**ACTION ITEM**
Whenever the string "collecting" turns up in a line below, that line should be copied.

**Dataset entries**
● ● ● ● ● ● ●
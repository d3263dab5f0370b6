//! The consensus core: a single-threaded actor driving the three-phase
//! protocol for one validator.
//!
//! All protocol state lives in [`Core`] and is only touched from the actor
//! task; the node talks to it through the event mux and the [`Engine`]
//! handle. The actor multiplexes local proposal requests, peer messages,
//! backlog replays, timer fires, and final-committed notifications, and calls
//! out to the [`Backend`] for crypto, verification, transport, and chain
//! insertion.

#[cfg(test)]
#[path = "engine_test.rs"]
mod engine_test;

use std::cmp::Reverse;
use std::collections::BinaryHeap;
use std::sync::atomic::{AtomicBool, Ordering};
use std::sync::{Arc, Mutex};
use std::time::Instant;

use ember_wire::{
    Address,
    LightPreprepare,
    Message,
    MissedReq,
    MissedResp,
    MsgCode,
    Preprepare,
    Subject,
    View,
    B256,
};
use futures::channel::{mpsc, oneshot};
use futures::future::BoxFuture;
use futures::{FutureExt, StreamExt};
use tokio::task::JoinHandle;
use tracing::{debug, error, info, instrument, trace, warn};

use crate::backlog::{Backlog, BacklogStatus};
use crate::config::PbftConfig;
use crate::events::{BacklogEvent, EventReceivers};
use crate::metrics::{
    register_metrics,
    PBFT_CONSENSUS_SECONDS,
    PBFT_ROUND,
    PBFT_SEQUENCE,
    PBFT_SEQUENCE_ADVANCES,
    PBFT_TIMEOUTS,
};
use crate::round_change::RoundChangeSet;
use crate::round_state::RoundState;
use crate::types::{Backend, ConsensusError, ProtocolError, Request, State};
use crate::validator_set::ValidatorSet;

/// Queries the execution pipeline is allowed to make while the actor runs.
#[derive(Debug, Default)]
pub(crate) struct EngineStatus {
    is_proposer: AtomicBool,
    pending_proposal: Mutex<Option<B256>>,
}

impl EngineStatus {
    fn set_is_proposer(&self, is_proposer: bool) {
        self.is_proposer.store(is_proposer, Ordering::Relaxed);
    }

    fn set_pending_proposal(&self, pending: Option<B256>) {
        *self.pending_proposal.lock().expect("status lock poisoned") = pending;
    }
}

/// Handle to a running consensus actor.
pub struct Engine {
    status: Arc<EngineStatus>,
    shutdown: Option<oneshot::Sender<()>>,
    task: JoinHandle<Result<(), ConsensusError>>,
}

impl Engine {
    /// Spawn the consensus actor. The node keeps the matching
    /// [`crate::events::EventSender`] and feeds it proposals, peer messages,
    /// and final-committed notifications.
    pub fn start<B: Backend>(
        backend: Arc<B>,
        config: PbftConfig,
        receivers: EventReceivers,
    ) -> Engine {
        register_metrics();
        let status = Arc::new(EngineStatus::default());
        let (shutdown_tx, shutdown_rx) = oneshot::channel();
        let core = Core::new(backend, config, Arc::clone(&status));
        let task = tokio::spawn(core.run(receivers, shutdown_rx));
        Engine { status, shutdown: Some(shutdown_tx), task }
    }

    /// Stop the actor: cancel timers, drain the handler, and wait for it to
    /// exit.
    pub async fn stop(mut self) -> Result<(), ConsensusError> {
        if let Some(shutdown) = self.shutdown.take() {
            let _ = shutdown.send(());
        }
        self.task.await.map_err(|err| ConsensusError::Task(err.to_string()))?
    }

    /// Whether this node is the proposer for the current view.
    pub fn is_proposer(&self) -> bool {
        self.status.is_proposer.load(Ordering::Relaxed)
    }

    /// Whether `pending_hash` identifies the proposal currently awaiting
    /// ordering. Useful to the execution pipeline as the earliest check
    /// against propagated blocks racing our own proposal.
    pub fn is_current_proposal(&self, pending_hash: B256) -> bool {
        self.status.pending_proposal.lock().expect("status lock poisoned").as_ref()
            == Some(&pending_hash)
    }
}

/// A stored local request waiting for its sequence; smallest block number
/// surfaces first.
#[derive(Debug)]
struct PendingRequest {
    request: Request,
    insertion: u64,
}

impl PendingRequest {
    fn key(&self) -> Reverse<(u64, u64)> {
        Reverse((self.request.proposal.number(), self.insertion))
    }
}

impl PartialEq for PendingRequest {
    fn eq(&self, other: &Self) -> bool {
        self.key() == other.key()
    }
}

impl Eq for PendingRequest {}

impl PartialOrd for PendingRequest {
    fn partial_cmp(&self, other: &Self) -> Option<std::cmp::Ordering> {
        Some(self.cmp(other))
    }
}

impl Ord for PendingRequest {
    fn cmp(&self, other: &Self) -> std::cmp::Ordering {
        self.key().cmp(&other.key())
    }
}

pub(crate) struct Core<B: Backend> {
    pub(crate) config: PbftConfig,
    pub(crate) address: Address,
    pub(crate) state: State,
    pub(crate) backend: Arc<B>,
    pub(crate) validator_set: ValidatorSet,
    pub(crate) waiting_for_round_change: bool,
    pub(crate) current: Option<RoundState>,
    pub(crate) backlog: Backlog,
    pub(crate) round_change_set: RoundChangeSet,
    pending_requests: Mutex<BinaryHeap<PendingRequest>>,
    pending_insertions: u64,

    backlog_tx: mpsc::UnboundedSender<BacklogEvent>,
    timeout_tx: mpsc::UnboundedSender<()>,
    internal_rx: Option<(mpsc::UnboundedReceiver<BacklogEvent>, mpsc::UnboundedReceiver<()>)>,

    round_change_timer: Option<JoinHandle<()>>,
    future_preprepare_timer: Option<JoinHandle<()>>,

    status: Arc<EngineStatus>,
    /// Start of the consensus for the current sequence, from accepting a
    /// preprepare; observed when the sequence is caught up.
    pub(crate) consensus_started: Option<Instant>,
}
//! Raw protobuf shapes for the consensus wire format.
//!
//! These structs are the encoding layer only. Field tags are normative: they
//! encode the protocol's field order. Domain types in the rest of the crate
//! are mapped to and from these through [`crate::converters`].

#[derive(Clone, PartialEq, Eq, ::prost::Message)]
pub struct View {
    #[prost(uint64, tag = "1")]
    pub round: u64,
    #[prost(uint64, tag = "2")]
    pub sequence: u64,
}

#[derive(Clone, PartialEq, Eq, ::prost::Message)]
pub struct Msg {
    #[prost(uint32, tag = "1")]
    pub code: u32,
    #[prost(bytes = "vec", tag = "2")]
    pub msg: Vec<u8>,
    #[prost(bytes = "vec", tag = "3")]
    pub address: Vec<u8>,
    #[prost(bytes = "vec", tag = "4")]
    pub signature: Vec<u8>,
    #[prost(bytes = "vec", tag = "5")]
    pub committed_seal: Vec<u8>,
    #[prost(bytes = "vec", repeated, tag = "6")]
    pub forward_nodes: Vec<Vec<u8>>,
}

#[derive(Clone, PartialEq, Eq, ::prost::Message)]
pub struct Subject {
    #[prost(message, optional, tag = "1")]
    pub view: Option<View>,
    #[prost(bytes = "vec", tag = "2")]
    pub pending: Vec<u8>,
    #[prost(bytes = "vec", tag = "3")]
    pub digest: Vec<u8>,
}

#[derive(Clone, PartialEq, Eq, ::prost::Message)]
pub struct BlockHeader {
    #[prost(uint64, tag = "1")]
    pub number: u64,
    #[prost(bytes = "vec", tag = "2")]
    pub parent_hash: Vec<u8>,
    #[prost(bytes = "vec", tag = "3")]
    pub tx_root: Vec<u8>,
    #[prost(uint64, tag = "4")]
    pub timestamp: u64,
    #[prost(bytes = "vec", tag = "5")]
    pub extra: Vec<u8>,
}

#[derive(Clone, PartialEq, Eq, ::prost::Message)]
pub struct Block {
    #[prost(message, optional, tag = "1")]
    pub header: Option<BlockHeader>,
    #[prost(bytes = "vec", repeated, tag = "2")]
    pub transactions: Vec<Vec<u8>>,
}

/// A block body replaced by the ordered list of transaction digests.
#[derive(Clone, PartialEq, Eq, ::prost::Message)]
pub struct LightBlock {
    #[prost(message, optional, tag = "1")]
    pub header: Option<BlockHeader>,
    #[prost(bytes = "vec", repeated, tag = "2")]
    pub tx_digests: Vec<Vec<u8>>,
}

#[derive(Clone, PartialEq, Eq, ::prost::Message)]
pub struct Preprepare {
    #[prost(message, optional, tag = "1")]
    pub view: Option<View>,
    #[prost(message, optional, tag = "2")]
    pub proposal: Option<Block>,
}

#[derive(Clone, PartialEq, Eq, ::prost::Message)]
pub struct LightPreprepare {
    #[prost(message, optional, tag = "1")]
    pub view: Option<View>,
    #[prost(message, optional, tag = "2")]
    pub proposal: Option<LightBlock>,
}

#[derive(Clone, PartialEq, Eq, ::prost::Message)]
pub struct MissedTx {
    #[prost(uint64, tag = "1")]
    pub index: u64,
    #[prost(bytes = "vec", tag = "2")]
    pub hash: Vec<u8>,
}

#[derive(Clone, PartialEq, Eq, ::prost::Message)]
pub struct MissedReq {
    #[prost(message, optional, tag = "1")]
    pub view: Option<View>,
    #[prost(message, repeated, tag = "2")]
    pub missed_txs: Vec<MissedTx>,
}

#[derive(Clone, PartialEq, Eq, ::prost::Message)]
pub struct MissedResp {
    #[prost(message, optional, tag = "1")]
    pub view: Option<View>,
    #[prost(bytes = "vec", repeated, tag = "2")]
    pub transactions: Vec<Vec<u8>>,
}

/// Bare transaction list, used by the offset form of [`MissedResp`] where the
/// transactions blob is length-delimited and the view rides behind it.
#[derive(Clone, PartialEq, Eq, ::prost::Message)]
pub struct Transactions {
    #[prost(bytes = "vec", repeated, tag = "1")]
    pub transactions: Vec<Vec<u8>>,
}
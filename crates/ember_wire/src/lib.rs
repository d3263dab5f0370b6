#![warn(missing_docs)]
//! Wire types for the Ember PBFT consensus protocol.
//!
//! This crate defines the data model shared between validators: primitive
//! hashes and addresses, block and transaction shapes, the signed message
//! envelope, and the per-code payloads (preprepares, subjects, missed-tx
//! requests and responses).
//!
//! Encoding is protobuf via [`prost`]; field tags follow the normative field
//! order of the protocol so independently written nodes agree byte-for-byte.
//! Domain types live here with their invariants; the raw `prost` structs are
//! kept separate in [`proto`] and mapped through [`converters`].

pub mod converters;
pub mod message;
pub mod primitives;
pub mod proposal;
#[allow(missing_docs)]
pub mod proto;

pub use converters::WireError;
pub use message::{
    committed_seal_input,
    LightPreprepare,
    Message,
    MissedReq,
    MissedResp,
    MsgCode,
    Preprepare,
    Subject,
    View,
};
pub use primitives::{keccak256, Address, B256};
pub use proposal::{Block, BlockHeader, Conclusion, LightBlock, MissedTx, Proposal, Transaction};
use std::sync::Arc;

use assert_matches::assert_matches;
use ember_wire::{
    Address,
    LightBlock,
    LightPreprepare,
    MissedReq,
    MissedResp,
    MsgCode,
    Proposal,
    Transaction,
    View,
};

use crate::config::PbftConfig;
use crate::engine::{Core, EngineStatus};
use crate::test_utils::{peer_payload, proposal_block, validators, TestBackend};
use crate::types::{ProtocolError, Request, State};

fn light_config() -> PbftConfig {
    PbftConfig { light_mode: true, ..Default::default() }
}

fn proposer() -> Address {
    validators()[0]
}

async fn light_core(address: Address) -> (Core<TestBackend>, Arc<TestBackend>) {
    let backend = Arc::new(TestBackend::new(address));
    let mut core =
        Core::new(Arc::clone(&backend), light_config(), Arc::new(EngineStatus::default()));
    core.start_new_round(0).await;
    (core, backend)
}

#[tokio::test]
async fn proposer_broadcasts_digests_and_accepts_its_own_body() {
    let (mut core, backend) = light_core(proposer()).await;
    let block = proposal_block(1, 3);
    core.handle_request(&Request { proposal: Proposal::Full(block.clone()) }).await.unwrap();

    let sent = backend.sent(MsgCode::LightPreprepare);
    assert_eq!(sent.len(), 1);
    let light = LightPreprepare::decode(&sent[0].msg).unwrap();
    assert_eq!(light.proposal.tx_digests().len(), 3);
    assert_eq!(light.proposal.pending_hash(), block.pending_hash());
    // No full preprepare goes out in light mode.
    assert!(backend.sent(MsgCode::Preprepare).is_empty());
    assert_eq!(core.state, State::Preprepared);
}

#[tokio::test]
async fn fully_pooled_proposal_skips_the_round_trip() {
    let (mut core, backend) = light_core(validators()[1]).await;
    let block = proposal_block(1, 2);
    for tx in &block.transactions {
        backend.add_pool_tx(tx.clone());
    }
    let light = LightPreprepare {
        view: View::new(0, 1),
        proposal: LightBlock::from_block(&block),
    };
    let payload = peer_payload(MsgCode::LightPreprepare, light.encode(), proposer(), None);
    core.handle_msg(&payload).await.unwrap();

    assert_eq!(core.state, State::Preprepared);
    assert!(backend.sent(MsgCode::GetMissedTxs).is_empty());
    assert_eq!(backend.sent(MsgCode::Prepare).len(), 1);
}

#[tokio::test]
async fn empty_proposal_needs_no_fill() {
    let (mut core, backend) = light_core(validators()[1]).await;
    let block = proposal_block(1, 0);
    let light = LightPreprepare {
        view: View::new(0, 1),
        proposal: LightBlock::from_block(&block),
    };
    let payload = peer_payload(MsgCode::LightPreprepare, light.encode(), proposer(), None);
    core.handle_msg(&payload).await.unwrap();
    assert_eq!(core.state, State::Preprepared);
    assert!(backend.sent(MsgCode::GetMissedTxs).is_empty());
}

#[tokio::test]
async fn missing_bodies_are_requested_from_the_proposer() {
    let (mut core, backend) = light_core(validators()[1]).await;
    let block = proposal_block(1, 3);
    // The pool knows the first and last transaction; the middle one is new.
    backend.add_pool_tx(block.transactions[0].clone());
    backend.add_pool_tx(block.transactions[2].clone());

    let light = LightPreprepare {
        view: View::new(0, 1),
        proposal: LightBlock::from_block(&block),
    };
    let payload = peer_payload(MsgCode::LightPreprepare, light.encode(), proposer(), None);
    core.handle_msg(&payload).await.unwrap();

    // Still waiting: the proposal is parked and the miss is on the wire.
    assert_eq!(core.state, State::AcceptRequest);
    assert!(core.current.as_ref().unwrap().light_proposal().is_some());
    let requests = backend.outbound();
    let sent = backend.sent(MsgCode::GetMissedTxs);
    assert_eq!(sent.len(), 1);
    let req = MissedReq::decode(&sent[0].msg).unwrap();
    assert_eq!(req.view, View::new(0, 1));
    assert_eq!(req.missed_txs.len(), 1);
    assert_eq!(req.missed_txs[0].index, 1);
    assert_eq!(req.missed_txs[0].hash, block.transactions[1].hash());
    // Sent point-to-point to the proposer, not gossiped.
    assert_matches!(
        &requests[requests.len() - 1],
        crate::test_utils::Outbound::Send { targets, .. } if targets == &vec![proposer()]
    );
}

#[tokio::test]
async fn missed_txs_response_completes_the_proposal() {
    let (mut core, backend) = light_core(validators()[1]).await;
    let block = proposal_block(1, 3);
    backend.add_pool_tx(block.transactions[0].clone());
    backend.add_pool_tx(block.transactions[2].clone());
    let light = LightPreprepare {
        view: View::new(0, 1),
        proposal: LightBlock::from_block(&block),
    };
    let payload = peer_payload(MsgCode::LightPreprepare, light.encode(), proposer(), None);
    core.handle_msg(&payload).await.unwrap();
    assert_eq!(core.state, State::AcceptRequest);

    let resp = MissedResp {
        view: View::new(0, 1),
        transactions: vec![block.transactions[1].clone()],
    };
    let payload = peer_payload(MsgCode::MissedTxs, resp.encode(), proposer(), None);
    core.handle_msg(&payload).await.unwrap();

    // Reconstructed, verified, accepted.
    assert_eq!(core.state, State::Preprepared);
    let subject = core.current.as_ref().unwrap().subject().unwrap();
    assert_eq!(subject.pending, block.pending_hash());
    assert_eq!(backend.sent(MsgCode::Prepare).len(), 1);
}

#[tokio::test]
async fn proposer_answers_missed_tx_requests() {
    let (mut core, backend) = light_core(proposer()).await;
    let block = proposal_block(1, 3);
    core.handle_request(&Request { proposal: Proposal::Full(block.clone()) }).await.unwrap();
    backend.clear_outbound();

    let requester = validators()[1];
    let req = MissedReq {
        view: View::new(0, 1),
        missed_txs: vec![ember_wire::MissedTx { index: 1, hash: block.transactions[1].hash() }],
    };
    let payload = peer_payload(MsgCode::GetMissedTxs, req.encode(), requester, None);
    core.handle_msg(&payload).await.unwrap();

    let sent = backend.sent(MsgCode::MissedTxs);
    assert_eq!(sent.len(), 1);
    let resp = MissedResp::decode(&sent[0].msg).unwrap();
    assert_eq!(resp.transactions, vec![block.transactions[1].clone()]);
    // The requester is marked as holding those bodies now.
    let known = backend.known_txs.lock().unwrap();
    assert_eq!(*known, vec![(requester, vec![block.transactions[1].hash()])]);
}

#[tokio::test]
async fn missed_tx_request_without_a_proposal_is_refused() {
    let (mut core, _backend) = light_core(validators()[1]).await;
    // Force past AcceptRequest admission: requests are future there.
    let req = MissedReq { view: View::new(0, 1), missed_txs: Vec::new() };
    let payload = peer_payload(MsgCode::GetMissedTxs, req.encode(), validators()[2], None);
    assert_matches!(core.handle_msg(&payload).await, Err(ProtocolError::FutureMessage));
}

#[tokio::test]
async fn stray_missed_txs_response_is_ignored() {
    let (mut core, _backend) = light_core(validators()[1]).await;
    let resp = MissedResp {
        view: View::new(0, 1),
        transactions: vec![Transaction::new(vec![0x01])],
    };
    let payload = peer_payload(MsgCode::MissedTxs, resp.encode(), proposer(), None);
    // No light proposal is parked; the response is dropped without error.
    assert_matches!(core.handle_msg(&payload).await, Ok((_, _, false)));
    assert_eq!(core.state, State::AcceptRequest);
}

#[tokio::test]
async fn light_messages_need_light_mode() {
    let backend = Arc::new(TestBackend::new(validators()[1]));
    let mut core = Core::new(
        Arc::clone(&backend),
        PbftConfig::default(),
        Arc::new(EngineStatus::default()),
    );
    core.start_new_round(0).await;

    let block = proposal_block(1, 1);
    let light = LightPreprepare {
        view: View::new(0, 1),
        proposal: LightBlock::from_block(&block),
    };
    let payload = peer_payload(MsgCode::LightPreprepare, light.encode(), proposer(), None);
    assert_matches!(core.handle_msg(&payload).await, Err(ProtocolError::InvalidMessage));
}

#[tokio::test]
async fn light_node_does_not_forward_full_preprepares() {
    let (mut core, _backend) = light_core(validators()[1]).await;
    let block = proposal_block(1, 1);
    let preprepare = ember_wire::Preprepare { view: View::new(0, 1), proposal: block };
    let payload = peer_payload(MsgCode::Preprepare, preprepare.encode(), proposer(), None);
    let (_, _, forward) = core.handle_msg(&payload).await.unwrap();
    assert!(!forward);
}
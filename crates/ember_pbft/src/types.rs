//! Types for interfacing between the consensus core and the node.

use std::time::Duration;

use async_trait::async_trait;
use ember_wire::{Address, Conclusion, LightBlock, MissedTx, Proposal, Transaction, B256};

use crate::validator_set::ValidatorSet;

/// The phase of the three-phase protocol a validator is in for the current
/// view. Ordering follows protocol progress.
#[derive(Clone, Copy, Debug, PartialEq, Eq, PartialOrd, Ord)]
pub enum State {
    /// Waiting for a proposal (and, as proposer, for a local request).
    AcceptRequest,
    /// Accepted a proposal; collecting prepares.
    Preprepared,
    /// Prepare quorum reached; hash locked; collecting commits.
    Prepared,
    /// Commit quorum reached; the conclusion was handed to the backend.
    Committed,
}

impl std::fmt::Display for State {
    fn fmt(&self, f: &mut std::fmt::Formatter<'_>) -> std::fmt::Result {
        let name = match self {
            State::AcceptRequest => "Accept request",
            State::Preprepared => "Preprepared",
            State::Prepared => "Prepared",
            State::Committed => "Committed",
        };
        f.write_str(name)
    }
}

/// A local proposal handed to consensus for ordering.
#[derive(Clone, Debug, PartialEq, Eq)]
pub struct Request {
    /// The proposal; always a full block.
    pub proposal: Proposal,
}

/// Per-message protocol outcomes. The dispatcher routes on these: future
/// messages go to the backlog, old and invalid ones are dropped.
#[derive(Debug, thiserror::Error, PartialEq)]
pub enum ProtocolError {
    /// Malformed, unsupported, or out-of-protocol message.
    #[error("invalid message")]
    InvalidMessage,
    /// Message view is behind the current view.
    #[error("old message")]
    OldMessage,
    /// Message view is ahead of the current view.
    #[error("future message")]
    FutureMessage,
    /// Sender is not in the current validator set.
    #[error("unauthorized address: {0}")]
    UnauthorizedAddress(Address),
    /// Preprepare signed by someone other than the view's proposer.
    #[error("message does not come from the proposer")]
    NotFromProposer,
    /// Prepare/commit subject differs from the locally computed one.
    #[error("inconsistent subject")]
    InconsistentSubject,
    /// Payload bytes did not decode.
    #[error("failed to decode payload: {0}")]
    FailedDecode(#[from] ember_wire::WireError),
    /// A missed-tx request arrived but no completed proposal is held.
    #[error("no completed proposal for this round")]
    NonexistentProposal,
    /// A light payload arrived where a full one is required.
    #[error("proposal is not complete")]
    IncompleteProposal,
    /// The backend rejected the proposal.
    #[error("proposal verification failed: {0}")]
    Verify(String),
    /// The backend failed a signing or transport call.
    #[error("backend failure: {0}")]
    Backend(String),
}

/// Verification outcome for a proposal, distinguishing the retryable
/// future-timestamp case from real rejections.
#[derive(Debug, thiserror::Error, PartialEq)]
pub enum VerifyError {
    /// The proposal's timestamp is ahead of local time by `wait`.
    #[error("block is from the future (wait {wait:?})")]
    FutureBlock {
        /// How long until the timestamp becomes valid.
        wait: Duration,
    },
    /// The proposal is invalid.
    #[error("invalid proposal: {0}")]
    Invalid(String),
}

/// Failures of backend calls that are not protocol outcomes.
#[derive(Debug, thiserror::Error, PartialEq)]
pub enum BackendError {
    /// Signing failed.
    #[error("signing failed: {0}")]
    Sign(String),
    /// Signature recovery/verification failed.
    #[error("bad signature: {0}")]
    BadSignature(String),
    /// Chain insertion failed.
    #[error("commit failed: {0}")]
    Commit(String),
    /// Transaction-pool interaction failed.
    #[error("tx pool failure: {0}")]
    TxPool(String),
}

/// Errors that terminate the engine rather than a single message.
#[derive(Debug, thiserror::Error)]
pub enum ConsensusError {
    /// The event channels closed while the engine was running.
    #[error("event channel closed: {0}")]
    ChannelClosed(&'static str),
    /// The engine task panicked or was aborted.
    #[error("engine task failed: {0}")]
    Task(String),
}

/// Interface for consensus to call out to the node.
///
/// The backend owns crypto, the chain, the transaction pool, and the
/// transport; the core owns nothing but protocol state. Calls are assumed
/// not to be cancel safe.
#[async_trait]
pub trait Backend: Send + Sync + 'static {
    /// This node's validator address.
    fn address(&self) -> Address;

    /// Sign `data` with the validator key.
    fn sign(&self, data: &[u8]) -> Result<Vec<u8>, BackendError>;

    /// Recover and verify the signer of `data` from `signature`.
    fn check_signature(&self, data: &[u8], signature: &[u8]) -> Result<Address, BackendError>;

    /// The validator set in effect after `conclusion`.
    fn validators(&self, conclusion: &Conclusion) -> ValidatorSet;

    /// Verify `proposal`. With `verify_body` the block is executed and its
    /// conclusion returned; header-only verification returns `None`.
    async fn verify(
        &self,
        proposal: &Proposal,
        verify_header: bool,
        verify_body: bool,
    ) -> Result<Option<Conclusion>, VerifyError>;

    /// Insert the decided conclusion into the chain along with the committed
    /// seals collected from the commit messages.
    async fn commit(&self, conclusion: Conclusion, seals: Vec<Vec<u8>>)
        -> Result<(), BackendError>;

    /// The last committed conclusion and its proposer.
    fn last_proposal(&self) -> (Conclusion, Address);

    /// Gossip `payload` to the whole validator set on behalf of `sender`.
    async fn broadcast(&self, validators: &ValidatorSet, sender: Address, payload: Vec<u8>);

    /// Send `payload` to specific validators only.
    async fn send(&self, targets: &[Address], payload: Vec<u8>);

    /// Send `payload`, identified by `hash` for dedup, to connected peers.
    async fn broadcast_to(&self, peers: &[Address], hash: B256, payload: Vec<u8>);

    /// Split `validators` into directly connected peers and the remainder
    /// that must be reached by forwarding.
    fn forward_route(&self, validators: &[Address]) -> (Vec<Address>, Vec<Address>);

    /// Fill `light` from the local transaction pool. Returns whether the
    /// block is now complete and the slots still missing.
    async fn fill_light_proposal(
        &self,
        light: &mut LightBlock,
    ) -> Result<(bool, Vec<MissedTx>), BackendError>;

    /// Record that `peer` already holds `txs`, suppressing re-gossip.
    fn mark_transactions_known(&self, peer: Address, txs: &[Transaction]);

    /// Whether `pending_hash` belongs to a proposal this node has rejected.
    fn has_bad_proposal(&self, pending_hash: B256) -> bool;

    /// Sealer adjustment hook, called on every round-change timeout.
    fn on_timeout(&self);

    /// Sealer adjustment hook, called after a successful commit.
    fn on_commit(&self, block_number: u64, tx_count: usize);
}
● ● ● ● ● ● ●
**EXERCISE RESPONSE**
    /// Accepted a proposal; collecting prepares.
    /// Prepare quorum reached; hash locked; collecting commits.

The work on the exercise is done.